Much of the exposition here seems cobbled together with little focus or much thought. The sudden appearance and quick dive into the qualities of the immortals barely give us time to ponder, let alone accept, the story's immediate transition from Meg's down-to-earth troubles to the other-worldly concerns of the three women.
There's a lot of catching up to do here, as the women introduce the idea of "tessering"—traveling through space using one's mind—and the kids find themselves on strange planets, confronted with an embodiment of evil in the universe, known simply as "the It." All of these concepts are explained, but the movie doesn't have its heart in the explanations.

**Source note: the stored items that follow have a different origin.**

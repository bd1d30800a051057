//! Task data model: the graph node.
//!
//! A task owns its ports and agents. Its state is written only by the
//! manager's re-evaluation protocol; callers influence it through port
//! data, completion marks, relevance, and graph structure.

use serde::{Deserialize, Serialize};

use super::group::{GroupData, GroupPolicy};
use super::ids::TaskId;
use super::port::{Port, PortDirection, PortSpec};
use super::state::{CombinePolicy, State};
use crate::agents::{Agent, AgentSpec};

/// Behavioral flags of a task.
#[derive(Debug, Clone, Copy, PartialEq, Eq, Serialize, Deserialize, Default)]
pub struct TaskStyle {
    /// Move straight from Completable to Completed without an explicit mark.
    #[serde(default)]
    pub auto_complete: bool,
    #[serde(default)]
    pub combine: CombinePolicy,
}

/// A problem surfaced during the last evaluation of a task.
#[derive(Debug, Clone, PartialEq, Eq, Serialize, Deserialize)]
pub struct Diagnostic {
    /// Index of the agent that produced it, if any.
    pub agent: Option<usize>,
    /// Agent kind, or the id of the adaptor whose transform failed.
    pub source: String,
    pub message: String,
}

/// Request to create a task.
#[derive(Debug, Clone, Default, Serialize, Deserialize)]
pub struct TaskSpec {
    pub name: String,
    #[serde(default)]
    pub ports: Vec<PortSpec>,
    #[serde(default)]
    pub agents: Vec<AgentSpec>,
    /// `None` takes the manager's configured defaults.
    #[serde(default)]
    pub style: Option<TaskStyle>,
}

impl TaskSpec {
    pub fn new(name: impl Into<String>) -> Self {
        Self {
            name: name.into(),
            ..Default::default()
        }
    }

    pub fn input(mut self, name: impl Into<String>) -> Self {
        self.ports.push(PortSpec::input(name));
        self
    }

    pub fn output(mut self, name: impl Into<String>) -> Self {
        self.ports.push(PortSpec::output(name));
        self
    }

    pub fn agent(mut self, agent: AgentSpec) -> Self {
        self.agents.push(agent);
        self
    }

    pub fn style(mut self, style: TaskStyle) -> Self {
        self.style = Some(style);
        self
    }

    pub fn auto_complete(mut self) -> Self {
        let mut style = self.style.unwrap_or_default();
        style.auto_complete = true;
        self.style = Some(style);
        self
    }
}

/// Request to create a group.
#[derive(Debug, Clone, Default)]
pub struct GroupSpec {
    pub task: TaskSpec,
    pub policy: GroupPolicy,
    /// Existing tasks to adopt, in order.
    pub children: Vec<TaskId>,
}

impl GroupSpec {
    pub fn new(name: impl Into<String>, policy: GroupPolicy) -> Self {
        Self {
            task: TaskSpec::new(name),
            policy,
            children: Vec::new(),
        }
    }

    pub fn child(mut self, id: TaskId) -> Self {
        self.children.push(id);
        self
    }
}

#[derive(Debug)]
pub struct Task {
    pub(crate) id: TaskId,
    pub(crate) seq: u64,
    pub(crate) name: String,
    pub(crate) state: State,
    pub(crate) ports: Vec<Port>,
    pub(crate) agents: Vec<Box<dyn Agent>>,
    pub(crate) parent: Option<TaskId>,
    pub(crate) style: TaskStyle,
    pub(crate) relevant: bool,
    pub(crate) marked_completed: bool,
    pub(crate) diagnostics: Vec<Diagnostic>,
    pub(crate) group: Option<GroupData>,
}

impl Task {
    pub(crate) fn new(id: TaskId, seq: u64, name: String, style: TaskStyle) -> Self {
        Self {
            id,
            seq,
            name,
            state: State::Unavailable,
            ports: Vec::new(),
            agents: Vec::new(),
            parent: None,
            style,
            relevant: true,
            marked_completed: false,
            diagnostics: Vec::new(),
            group: None,
        }
    }

    pub fn id(&self) -> TaskId {
        self.id
    }

    pub fn seq(&self) -> u64 {
        self.seq
    }

    pub fn name(&self) -> &str {
        &self.name
    }

    pub fn state(&self) -> State {
        self.state
    }

    pub fn style(&self) -> TaskStyle {
        self.style
    }

    pub fn is_relevant(&self) -> bool {
        self.relevant
    }

    pub fn is_marked_completed(&self) -> bool {
        self.marked_completed
    }

    pub fn parent(&self) -> Option<TaskId> {
        self.parent
    }

    /// Ports in declaration order.
    pub fn ports(&self) -> &[Port] {
        &self.ports
    }

    pub fn port(&self, name: &str) -> Option<&Port> {
        self.ports.iter().find(|p| p.name() == name)
    }

    pub(crate) fn port_mut(&mut self, name: &str) -> Option<&mut Port> {
        self.ports.iter_mut().find(|p| p.name() == name)
    }

    pub fn output_ports(&self) -> impl Iterator<Item = &Port> {
        self.ports
            .iter()
            .filter(|p| p.direction() == PortDirection::Output)
    }

    pub fn agents(&self) -> &[Box<dyn Agent>] {
        &self.agents
    }

    pub fn diagnostics(&self) -> &[Diagnostic] {
        &self.diagnostics
    }

    /// Failure reasons reported by agents (e.g. a failed operation).
    pub fn failure_reasons(&self) -> Vec<String> {
        self.agents
            .iter()
            .filter_map(|a| a.failure().map(str::to_string))
            .collect()
    }

    pub fn is_group(&self) -> bool {
        self.group.is_some()
    }

    pub fn group(&self) -> Option<&GroupData> {
        self.group.as_ref()
    }

    /// Children of a group; empty for plain tasks.
    pub fn children(&self) -> &[TaskId] {
        self.group.as_ref().map(|g| g.children()).unwrap_or(&[])
    }

    pub(crate) fn add_port(&mut self, spec: &PortSpec) -> bool {
        if self.port(&spec.name).is_some() {
            return false;
        }
        self.ports.push(Port::new(spec.name.clone(), spec.direction));
        true
    }
}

They're excuses, really, to provide the wondrous vistas of the planets and a fantastical sequence in which Mrs. Whatsit transforms into a giant leaf, giving the three kids the chance to fly over grand mountains and through the cloudy skies, into which giant spires of rocks extend.
We also meet a seer named the Happy Medium (Zach Galifianakis), whose cavernous home forces guests to balance on stones atop pillars. He gives the group some information about Dr. Murry, but it's a smaller moment that offers some sign of the story's ideas put into practice. It's a hug, after Meg finally confronts her fears about her father's disappearance. This is a simple gesture, but it's one that gets to the heart of where this material is going.
The final act is an extended exploration of the It's planet, a deceptive place called Camazotz, where the kids are tested with suburban comfort, an eternal beach vacation, and a series of choices that could further divide this already divided family. This section of A Wrinkle in Time is hypnotic in the way it fully embraces the strangeness and emotional core of the material. Ultimately, we're left wondering where this genuinely imaginative vision and strength of emotion has been during the rest of the movie.